TASK -> Please count how many lines in the entries below contain "Parser" and reply with the figure alone.

--- SOURCE RECORDS ---

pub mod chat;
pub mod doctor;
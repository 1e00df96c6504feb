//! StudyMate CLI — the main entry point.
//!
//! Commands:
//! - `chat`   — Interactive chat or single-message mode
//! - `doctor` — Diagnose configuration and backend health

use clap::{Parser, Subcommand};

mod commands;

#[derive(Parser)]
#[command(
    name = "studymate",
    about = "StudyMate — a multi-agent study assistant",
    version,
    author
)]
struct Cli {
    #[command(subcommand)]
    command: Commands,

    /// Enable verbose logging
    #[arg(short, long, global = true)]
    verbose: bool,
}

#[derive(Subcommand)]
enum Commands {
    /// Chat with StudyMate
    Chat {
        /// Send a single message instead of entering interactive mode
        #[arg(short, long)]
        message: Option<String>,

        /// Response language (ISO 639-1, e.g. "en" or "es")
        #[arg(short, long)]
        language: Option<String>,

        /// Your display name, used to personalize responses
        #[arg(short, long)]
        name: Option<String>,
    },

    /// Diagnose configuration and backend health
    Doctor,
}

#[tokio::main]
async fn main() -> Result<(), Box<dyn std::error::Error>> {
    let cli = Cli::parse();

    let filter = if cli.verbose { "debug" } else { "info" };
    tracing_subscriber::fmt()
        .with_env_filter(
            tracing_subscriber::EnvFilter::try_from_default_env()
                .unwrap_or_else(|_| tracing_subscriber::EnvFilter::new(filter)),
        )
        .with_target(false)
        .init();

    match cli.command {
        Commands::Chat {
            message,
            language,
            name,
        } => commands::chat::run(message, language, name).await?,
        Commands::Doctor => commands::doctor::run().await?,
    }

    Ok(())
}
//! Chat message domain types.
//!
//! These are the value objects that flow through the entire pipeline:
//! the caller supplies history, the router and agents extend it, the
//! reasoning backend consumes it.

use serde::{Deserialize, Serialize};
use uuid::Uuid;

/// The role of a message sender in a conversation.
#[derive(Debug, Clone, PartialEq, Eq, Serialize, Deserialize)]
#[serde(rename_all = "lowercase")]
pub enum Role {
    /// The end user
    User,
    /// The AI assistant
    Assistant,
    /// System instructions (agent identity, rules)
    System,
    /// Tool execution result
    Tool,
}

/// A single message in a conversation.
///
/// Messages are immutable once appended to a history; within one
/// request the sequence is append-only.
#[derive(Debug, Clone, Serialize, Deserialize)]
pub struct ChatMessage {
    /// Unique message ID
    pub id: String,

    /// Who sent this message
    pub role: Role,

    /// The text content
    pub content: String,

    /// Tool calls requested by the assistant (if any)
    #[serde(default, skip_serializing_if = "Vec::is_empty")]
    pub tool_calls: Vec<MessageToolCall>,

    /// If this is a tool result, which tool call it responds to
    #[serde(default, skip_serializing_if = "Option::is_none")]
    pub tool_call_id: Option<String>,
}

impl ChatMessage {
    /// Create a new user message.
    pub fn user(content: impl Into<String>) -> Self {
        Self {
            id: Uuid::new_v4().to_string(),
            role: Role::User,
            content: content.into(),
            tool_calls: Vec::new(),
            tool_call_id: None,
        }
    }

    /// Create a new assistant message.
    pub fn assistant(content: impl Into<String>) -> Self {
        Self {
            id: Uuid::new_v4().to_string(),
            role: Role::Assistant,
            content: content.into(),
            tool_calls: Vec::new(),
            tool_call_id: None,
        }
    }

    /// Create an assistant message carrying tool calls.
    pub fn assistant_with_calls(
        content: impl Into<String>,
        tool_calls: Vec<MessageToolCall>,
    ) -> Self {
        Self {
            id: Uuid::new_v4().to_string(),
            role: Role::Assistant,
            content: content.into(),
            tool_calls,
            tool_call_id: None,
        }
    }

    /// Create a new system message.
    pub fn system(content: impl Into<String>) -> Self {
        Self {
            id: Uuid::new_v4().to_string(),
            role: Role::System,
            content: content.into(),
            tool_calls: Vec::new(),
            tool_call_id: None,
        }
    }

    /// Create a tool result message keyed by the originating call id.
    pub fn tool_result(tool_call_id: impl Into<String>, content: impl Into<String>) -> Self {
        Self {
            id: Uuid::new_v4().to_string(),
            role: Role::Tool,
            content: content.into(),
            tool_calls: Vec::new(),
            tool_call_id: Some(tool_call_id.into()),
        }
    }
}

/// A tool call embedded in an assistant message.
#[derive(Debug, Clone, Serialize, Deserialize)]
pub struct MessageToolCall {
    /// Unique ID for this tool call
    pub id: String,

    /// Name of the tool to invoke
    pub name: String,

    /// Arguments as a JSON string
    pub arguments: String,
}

---
--- SOURCE RECORDS ---

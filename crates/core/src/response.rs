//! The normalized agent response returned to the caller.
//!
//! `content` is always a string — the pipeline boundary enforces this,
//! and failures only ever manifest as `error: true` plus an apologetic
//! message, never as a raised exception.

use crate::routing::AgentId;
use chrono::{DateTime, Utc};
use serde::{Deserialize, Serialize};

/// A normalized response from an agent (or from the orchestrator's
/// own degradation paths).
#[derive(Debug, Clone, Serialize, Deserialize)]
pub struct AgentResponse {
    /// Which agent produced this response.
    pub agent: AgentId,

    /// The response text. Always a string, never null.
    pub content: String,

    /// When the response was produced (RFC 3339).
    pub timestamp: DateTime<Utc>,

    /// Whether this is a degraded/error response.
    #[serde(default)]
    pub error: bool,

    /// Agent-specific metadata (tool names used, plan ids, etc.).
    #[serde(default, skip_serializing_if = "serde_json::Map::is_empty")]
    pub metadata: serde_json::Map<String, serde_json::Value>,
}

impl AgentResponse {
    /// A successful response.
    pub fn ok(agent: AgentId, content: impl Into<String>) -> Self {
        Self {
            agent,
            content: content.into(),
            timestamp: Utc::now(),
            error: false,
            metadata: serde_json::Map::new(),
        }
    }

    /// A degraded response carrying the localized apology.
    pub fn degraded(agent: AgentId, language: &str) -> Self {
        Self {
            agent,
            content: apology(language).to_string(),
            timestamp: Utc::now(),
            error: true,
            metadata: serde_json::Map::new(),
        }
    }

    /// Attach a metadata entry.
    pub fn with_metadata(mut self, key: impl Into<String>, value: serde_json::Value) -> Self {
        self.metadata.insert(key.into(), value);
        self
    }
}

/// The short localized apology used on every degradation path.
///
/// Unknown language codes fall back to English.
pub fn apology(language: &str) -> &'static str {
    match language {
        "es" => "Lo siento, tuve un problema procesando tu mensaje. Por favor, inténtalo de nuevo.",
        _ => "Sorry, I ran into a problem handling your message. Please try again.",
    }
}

---
--- SOURCE RECORDS ---

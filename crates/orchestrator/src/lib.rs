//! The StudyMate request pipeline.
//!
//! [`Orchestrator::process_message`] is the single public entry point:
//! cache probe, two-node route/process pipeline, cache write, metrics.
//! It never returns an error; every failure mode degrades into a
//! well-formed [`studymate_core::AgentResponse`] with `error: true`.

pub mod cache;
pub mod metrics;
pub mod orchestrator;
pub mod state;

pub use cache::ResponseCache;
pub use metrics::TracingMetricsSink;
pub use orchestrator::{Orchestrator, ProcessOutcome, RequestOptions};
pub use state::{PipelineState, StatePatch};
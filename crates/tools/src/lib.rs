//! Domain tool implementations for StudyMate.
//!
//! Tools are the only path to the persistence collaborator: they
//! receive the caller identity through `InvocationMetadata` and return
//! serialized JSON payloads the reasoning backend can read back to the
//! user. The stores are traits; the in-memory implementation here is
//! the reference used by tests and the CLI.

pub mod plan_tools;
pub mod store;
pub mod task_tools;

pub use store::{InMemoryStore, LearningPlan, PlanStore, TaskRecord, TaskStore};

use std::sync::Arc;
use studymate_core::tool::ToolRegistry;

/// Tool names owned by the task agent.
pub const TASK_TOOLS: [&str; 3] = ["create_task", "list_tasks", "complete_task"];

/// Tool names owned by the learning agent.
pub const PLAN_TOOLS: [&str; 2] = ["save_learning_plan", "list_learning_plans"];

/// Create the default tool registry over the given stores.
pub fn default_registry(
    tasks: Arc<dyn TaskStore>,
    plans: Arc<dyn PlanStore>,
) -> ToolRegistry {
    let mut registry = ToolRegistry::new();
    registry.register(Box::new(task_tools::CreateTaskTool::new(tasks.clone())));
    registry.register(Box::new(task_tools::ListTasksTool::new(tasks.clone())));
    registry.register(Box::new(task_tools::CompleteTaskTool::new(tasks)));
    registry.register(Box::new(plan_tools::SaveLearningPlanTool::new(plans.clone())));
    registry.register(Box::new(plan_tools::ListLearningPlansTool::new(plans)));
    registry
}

---

ANSWER TO THIS EXERCISE -> 2